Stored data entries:
Segment Open
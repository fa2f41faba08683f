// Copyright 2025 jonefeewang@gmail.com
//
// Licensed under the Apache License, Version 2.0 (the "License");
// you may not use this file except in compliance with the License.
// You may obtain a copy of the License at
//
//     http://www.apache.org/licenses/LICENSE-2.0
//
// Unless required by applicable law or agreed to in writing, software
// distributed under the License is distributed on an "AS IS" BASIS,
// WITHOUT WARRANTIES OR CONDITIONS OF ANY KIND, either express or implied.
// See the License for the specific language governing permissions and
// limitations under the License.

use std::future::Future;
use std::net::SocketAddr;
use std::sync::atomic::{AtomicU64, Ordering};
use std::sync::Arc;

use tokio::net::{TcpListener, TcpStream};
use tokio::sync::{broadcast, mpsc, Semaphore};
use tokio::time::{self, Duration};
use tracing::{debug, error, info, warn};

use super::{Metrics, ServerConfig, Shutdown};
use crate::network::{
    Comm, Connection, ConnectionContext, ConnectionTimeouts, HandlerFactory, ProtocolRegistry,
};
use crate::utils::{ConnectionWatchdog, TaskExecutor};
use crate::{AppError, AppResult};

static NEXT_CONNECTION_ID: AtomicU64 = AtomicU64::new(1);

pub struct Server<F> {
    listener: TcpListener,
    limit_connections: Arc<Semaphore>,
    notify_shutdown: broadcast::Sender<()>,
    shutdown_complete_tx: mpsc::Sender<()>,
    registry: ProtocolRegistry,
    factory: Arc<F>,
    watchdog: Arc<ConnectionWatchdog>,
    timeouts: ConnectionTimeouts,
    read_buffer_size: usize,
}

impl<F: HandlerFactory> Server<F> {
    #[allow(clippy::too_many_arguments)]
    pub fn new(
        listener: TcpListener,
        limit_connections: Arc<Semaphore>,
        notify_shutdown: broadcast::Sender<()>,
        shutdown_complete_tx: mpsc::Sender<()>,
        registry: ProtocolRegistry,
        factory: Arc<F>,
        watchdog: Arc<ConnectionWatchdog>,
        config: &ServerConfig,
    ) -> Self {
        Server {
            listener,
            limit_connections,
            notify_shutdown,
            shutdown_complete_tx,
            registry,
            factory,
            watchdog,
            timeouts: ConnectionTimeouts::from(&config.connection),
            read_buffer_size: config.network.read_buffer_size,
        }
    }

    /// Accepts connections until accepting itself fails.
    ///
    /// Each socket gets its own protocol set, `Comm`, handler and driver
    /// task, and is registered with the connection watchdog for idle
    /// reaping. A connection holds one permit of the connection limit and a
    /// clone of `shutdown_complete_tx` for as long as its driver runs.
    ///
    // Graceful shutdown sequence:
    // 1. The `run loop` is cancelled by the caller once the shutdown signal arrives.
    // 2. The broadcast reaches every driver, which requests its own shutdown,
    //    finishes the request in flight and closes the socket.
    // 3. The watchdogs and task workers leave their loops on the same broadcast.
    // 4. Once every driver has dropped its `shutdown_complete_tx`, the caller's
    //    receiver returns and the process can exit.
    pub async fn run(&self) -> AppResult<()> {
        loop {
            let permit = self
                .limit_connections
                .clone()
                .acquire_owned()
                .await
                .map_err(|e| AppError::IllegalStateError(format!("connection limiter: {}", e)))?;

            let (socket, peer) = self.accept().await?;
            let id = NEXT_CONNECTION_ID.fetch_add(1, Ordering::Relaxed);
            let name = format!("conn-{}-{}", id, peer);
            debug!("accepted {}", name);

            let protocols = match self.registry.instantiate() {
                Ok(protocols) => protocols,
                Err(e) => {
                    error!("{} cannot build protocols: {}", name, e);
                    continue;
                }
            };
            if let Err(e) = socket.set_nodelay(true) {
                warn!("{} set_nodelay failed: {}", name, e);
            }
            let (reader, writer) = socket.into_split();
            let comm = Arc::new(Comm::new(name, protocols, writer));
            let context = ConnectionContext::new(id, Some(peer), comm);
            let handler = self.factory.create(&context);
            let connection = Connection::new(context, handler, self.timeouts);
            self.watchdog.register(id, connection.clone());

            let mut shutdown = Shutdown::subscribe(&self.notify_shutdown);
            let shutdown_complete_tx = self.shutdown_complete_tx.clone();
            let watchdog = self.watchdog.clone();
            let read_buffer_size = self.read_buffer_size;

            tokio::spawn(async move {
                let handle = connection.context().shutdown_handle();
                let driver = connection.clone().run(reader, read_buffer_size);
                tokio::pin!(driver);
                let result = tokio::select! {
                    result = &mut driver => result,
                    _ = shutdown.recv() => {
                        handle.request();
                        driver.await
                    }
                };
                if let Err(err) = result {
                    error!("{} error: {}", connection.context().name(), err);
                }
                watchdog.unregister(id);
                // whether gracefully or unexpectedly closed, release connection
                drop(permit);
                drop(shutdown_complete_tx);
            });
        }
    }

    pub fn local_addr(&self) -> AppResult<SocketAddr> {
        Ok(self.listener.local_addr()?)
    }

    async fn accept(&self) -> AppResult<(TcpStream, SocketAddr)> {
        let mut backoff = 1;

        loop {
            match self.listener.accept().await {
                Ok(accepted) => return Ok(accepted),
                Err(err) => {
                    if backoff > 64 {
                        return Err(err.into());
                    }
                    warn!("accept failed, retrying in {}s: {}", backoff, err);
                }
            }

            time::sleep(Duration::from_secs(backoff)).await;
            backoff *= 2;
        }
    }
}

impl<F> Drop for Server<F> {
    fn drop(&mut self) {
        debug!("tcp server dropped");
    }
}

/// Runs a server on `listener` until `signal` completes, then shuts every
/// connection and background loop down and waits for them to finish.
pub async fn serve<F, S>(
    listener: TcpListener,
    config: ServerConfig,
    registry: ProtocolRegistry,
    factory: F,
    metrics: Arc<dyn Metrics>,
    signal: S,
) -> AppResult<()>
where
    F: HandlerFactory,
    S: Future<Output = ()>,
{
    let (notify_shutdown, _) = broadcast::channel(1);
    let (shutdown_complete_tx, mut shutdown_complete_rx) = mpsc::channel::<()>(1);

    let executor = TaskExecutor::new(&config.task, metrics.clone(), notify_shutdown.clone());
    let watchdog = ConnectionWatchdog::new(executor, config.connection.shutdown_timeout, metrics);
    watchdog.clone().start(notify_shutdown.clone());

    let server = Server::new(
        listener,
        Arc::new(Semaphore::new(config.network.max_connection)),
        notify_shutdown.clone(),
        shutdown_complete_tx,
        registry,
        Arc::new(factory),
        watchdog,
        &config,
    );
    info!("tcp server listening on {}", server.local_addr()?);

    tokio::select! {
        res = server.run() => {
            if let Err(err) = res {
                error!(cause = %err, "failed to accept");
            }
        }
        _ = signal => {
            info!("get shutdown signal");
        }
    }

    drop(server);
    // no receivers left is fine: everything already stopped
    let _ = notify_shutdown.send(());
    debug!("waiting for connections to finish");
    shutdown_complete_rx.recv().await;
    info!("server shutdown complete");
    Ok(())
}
Segment Closed
Would you copy every line of the entries that includes the word "Semaphore"?

use tokio::sync::{broadcast, mpsc, Semaphore};
    limit_connections: Arc<Semaphore>,
        limit_connections: Arc<Semaphore>,
        Arc::new(Semaphore::new(config.network.max_connection)),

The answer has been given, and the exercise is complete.